Ransomware attacks tend to have a certain unofficial protocol to them; the attacker gives the victim some window in which the attack is kept from the public, allowing them the opportunity to quietly make a payment to resolve the matter as quickly (and with as little trouble) as possible. A new ransomware gang on the scene is skipping that pleasantry, using website defacement to share ransom notes with both the company and the public in the immediate wake of the attack. It is unclear if this signals a broader trend, but ransomware gangs have been known to change and evolve their tactics over time. “Double extortion” is a recent evolution that has become increasingly common over the last two years, and the use of direct website defacement is essentially a mutation of the “triple extortion” approach that began appearing toward the end of 2021.
New ransomware gang goes directly to public pressure with ransom notes
Industrial Spy is a relatively new threat actor that emerged in April with a dark web marketplace used to directly sell stolen data to the public. The group began as a data extortion outfit, claiming to offer companies the ability to purchase the confidential data of rivals (but most likely simply pressuring the company the data was originally stolen from to pay up to recover it). It has since expanded its operations to become a ransomware gang, however, beginning to attack an assortment of companies in mid-May with what appears to be a variant of the Cuba ransomware that has been in circulation for several years.

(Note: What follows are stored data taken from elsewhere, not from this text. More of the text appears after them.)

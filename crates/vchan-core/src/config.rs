use serde::{Deserialize, Serialize};
use std::path::{Path, PathBuf};

use super::platform;
use crate::policy::ChannelPolicy;

#[derive(Debug, Clone, Default, Serialize, Deserialize)]
pub struct Config {
    #[serde(default)]
    pub http: HttpConfig,
    #[serde(default)]
    pub library: LibraryConfig,
    #[serde(default)]
    pub guide: GuideConfig,
    #[serde(default)]
    pub auto_channels: AutoChannelConfig,
    /// Hand-configured channels, the `[[channel]]` tables.
    #[serde(default, rename = "channel")]
    pub channels: Vec<ChannelPolicy>,
}

#[derive(Debug, Clone, Serialize, Deserialize)]
pub struct HttpConfig {
    #[serde(default = "default_http_enabled")]
    pub enabled: bool,
    #[serde(default = "default_bind_address")]
    pub bind_address: String,
    #[serde(default = "default_port")]
    pub port: u16,
}

/// Where content comes from.
#[derive(Debug, Clone, Serialize, Deserialize)]
pub struct LibraryConfig {
    /// TOML file with one `[[item]]` table per library entry.
    #[serde(default = "default_catalog_file")]
    pub catalog_file: PathBuf,
    /// Library folder holding commercials. No adverts are inserted without it.
    #[serde(default, skip_serializing_if = "Option::is_none")]
    pub commercial_folder: Option<PathBuf>,
}

#[derive(Debug, Clone, Serialize, Deserialize)]
pub struct GuideConfig {
    /// How far ahead the background refresher keeps every channel scheduled.
    #[serde(default = "default_days_ahead")]
    pub days_ahead: u32,
    #[serde(default = "default_refresh_interval")]
    pub refresh_interval_secs: u64,
    #[serde(default = "default_maintenance_interval")]
    pub maintenance_interval_secs: u64,
}

/// Genre and decade channels generated from the library contents.
#[derive(Debug, Clone, Serialize, Deserialize)]
pub struct AutoChannelConfig {
    #[serde(default = "default_true")]
    pub enabled: bool,
    #[serde(default = "default_true")]
    pub genres: bool,
    #[serde(default)]
    pub decades: bool,
    #[serde(default = "default_base_channel_number")]
    pub base_channel_number: u32,
    #[serde(default = "default_min_genre_items")]
    pub min_genre_items: usize,
    #[serde(default = "default_min_decade_items")]
    pub min_decade_items: usize,
    #[serde(default = "default_update_interval")]
    pub update_interval_secs: u64,
}

impl Default for HttpConfig {
    fn default() -> Self {
        Self {
            enabled: default_http_enabled(),
            bind_address: default_bind_address(),
            port: default_port(),
        }
    }
}

impl Default for LibraryConfig {
    fn default() -> Self {
        Self {
            catalog_file: default_catalog_file(),
            commercial_folder: None,
        }
    }
}

impl Default for GuideConfig {
    fn default() -> Self {
        Self {
            days_ahead: default_days_ahead(),
            refresh_interval_secs: default_refresh_interval(),
            maintenance_interval_secs: default_maintenance_interval(),
        }
    }
}

impl Default for AutoChannelConfig {
    fn default() -> Self {
        Self {
            enabled: true,
            genres: true,
            decades: false,
            base_channel_number: default_base_channel_number(),
            min_genre_items: default_min_genre_items(),
            min_decade_items: default_min_decade_items(),
            update_interval_secs: default_update_interval(),
        }
    }
}

fn default_true() -> bool {
    true
}

fn default_http_enabled() -> bool {
    true
}

fn default_bind_address() -> String {
    "127.0.0.1".to_string()
}

fn default_port() -> u16 {
    8097
}

fn default_catalog_file() -> PathBuf {
    platform::config_dir().join("library.toml")
}

fn default_days_ahead() -> u32 {
    3
}

fn default_refresh_interval() -> u64 {
    300
}

fn default_maintenance_interval() -> u64 {
    300
}

fn default_base_channel_number() -> u32 {
    1000
}

fn default_min_genre_items() -> usize {
    5
}

fn default_min_decade_items() -> usize {
    10
}

fn default_update_interval() -> u64 {
    3600
}

impl Config {
    pub fn load() -> anyhow::Result<Self> {
        let config_path = Self::config_path();

        if !config_path.exists() {
            let config = Self::default();
            config.save()?;
            return Ok(config);
        }

        Self::load_from(&config_path)
    }

    pub fn load_from(path: &Path) -> anyhow::Result<Self> {
        let content = std::fs::read_to_string(path)?;
        let config: Self = toml::from_str(&content)?;
        Ok(config)
    }

    pub fn save(&self) -> anyhow::Result<()> {
        let config_path = Self::config_path();
        if let Some(parent) = config_path.parent() {
            std::fs::create_dir_all(parent)?;
        }
        let content = toml::to_string_pretty(self)?;
        std::fs::write(&config_path, content)?;
        Ok(())
    }

    pub fn config_path() -> PathBuf {
        platform::config_dir().join("config.toml")
    }
}
use chrono::{DateTime, TimeDelta, Utc};
use serde::{Deserialize, Serialize};
use std::path::PathBuf;
use std::sync::Arc;
use std::time::Duration;
use uuid::Uuid;

// ── Content ───────────────────────────────────────────────────────────────────

#[derive(Debug, Clone, Copy, PartialEq, Eq, Hash, Default, Serialize, Deserialize)]
#[serde(rename_all = "lowercase")]
pub enum ItemKind {
    #[default]
    Movie,
    Episode,
    Commercial,
}

/// One playable entry of the content library. Read-only to the scheduler.
#[derive(Debug, Clone, PartialEq, Serialize, Deserialize)]
pub struct ContentItem {
    pub id: Uuid,
    pub name: String,
    /// Total runtime, `None` when the library never probed it.
    #[serde(default, with = "opt_secs")]
    pub duration: Option<Duration>,
    #[serde(default)]
    pub path: Option<PathBuf>,
    #[serde(default)]
    pub overview: Option<String>,
    #[serde(default)]
    pub kind: ItemKind,
    #[serde(default)]
    pub series_id: Option<Uuid>,
    /// Season number (the parent index in library terms).
    #[serde(default)]
    pub season: Option<u32>,
    #[serde(default)]
    pub episode: Option<u32>,
    #[serde(default)]
    pub genres: Vec<String>,
    #[serde(default)]
    pub year: Option<i32>,
    #[serde(default)]
    pub tags: Vec<String>,
}

impl ContentItem {
    pub fn new(name: impl Into<String>, duration: Duration) -> Self {
        let name = name.into();
        Self {
            id: Uuid::new_v4(),
            path: Some(PathBuf::from(format!("/media/{name}.mkv"))),
            name,
            duration: Some(duration),
            overview: None,
            kind: ItemKind::Movie,
            series_id: None,
            season: None,
            episode: None,
            genres: Vec::new(),
            year: None,
            tags: Vec::new(),
        }
    }

    /// Runtime, only when known and strictly positive.
    pub fn runtime(&self) -> Option<Duration> {
        self.duration.filter(|d| !d.is_zero())
    }

    /// Resolvable media path and a positive runtime.
    pub fn is_playable(&self) -> bool {
        let has_path = self
            .path
            .as_ref()
            .map(|p| !p.as_os_str().is_empty())
            .unwrap_or(false);
        has_path && self.runtime().is_some()
    }
}

// ── Schedule ──────────────────────────────────────────────────────────────────

#[derive(Debug, Clone, Copy, PartialEq, Eq, Hash, Serialize, Deserialize)]
#[serde(rename_all = "snake_case")]
pub enum SegmentKind {
    Content,
    Commercial,
    PreRoll,
    PostRoll,
}

impl SegmentKind {
    pub fn is_advert(&self) -> bool {
        !matches!(self, SegmentKind::Content)
    }
}

/// One atomic slice of a program's timeline.
#[derive(Debug, Clone, PartialEq, Serialize, Deserialize)]
pub struct ScheduledSegment {
    pub kind: SegmentKind,
    pub item: Arc<ContentItem>,
    /// Where playback starts inside `item`; zero unless this is a split chunk.
    #[serde(with = "secs")]
    pub start_offset: Duration,
    #[serde(with = "secs")]
    pub duration: Duration,
}

impl ScheduledSegment {
    pub fn content(item: Arc<ContentItem>, start_offset: Duration, duration: Duration) -> Self {
        Self {
            kind: SegmentKind::Content,
            item,
            start_offset,
            duration,
        }
    }

    pub fn advert(kind: SegmentKind, item: Arc<ContentItem>, duration: Duration) -> Self {
        Self {
            kind,
            item,
            start_offset: Duration::ZERO,
            duration,
        }
    }
}

/// One occupant of a channel's timeline.
///
/// `end - start` always equals the sum of the segment durations.
#[derive(Debug, Clone, PartialEq, Serialize, Deserialize)]
pub struct ScheduledProgram {
    pub id: String,
    pub item: Arc<ContentItem>,
    pub start: DateTime<Utc>,
    pub end: DateTime<Utc>,
    pub channel_id: String,
    pub segments: Vec<ScheduledSegment>,
}

impl ScheduledProgram {
    /// Lays `segments` out from `start`. Returns `None` if the end time
    /// falls off the calendar.
    pub fn new(
        channel_id: impl Into<String>,
        item: Arc<ContentItem>,
        start: DateTime<Utc>,
        segments: Vec<ScheduledSegment>,
    ) -> Option<Self> {
        let total = total_duration(&segments);
        let end = start.checked_add_signed(TimeDelta::from_std(total).ok()?)?;
        Some(Self {
            id: Uuid::new_v4().to_string(),
            item,
            start,
            end,
            channel_id: channel_id.into(),
            segments,
        })
    }

    pub fn duration(&self) -> Duration {
        total_duration(&self.segments)
    }

    /// Half-open containment: `[start, end)`.
    pub fn contains(&self, at: DateTime<Utc>) -> bool {
        self.start <= at && at < self.end
    }

    pub fn overlaps(&self, start: DateTime<Utc>, end: DateTime<Utc>) -> bool {
        self.start < end && start < self.end
    }

    pub fn elapsed_at(&self, now: DateTime<Utc>) -> TimeDelta {
        now - self.start
    }
}

pub fn total_duration(segments: &[ScheduledSegment]) -> Duration {
    segments.iter().map(|s| s.duration).sum()
}

// ── Serde helpers: durations as fractional seconds ───────────────────────────

pub(crate) mod secs {
    use serde::{Deserialize, Deserializer, Serializer};
    use std::time::Duration;

    pub fn serialize<S: Serializer>(d: &Duration, s: S) -> Result<S::Ok, S::Error> {
        s.serialize_f64(d.as_secs_f64())
    }

    pub fn deserialize<'de, D: Deserializer<'de>>(d: D) -> Result<Duration, D::Error> {
        let secs = f64::deserialize(d)?;
        Duration::try_from_secs_f64(secs).map_err(serde::de::Error::custom)
    }
}

pub(crate) mod opt_secs {
    use serde::{Deserialize, Deserializer, Serializer};
    use std::time::Duration;

    pub fn serialize<S: Serializer>(d: &Option<Duration>, s: S) -> Result<S::Ok, S::Error> {
        match d {
            Some(d) => s.serialize_some(&d.as_secs_f64()),
            None => s.serialize_none(),
        }
    }

    pub fn deserialize<'de, D: Deserializer<'de>>(d: D) -> Result<Option<Duration>, D::Error> {
        Option::<f64>::deserialize(d)?
            .map(|secs| Duration::try_from_secs_f64(secs).map_err(serde::de::Error::custom))
            .transpose()
    }
}

#[cfg(test)]
mod tests {
    use super::*;

    fn mins(m: u64) -> Duration {
        Duration::from_secs(m * 60)
    }

    #[test]
    fn playable_requires_path_and_runtime() {
        let mut item = ContentItem::new("Heat", mins(170));
        assert!(item.is_playable());

        item.duration = Some(Duration::ZERO);
        assert!(!item.is_playable());

        item.duration = Some(mins(1));
        item.path = None;
        assert!(!item.is_playable());
    }

    #[test]
    fn program_end_matches_segment_sum() {
        let item = Arc::new(ContentItem::new("Alien", mins(117)));
        let start = Utc::now();
        let segments = vec![
            ScheduledSegment::content(item.clone(), Duration::ZERO, mins(60)),
            ScheduledSegment::content(item.clone(), mins(60), mins(57)),
        ];
        let program = ScheduledProgram::new("virtual_1", item, start, segments).unwrap();

        assert_eq!(program.duration(), mins(117));
        assert_eq!((program.end - program.start).num_minutes(), 117);
        assert!(program.contains(start));
        assert!(!program.contains(program.end));
    }

    #[test]
    fn durations_serialize_as_seconds() {
        let item = Arc::new(ContentItem::new("Ad", Duration::from_secs(30)));
        let segment = ScheduledSegment::advert(SegmentKind::Commercial, item, Duration::from_secs(30));
        let json = serde_json::to_value(&segment).unwrap();
        assert_eq!(json["duration"], 30.0);
        assert_eq!(json["kind"], "commercial");
    }
}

The group had initially been operating in the manner of a typical ransomware gang, encrypting device files and delivering ransom notes directly to victims in a non-public way. The website defacement is a new development that appears to have begun with the early June breach of French firm SATT Sud-Est. The website defacement took place in the English version of the company’s main public-facing site, “sattse.com.” The page was altered with a message indicating that 200GB of data had been stolen, and that the ransomware gang was demanding a half a million dollar payment to prevent the public release of it and the avoidance of associated “reputational risks.”
Ransomware gangs typically give victims at least a couple of weeks to pay up before going public in any way, and may then slowly increase the pressure using targeted communications with company executives or business partners. At most, the stolen data is generally dumped without much fanfare to some sort of dark web site; unless there is something particularly newsworthy in it, the general public is often not aware of these developments as they get little to no coverage in mainstream media.
Private ransom notes have typically been part of the psychological approach for the ransomware gang, giving the company the option of avoiding reputational damage (and possibly fines from regulators) by paying quickly to keep the matter quiet. There are almost no prior examples of a ransomware gang being this immediate and public with ransom notes, and website defacement of any sort is also an extremely unusual tactic.
Website defacement is a new approach, but no clear signs of it becoming a ransomware trend
It is unclear if the website defacement by Industrial Spy is the mark of a less experienced group that is new to the game not really understanding the nuances of a ransomware shakedown, or a more savvy gambit in response to changing market conditions.
The former would initially appear to be the safer bet, given that it is relatively rare for organizations to self-host their sites in such a way that this kind of website defacement could be done by breaking into the internal network. Companies generally engage third-party hosting service providers to handle public-facing websites. An attacker might find login credentials for a website while trawling the company network, but all of this involves extra work (and risk) that makes little sense within the framework of a typical ransomware attack.
Ransomware gangs are constantly evolving and changing their techniques, however, sometimes based on information that is not available to the public. Prior to the late 2010s, ransomware attacks were much more scattershot. Savvy threat actors eventually realized that indiscriminately distributing ransomware as if it was spam email netted a lot of tiny fish with no ability to pay, wasting time and resources on their end. Attacks then became more targeted, focused on firms known to have the ability to pay (whether via assets on hand or cyber insurance). This in turn led to more tailored approaches such as spearphishing, with potential points of entry scouted on public sites such as LinkedIn.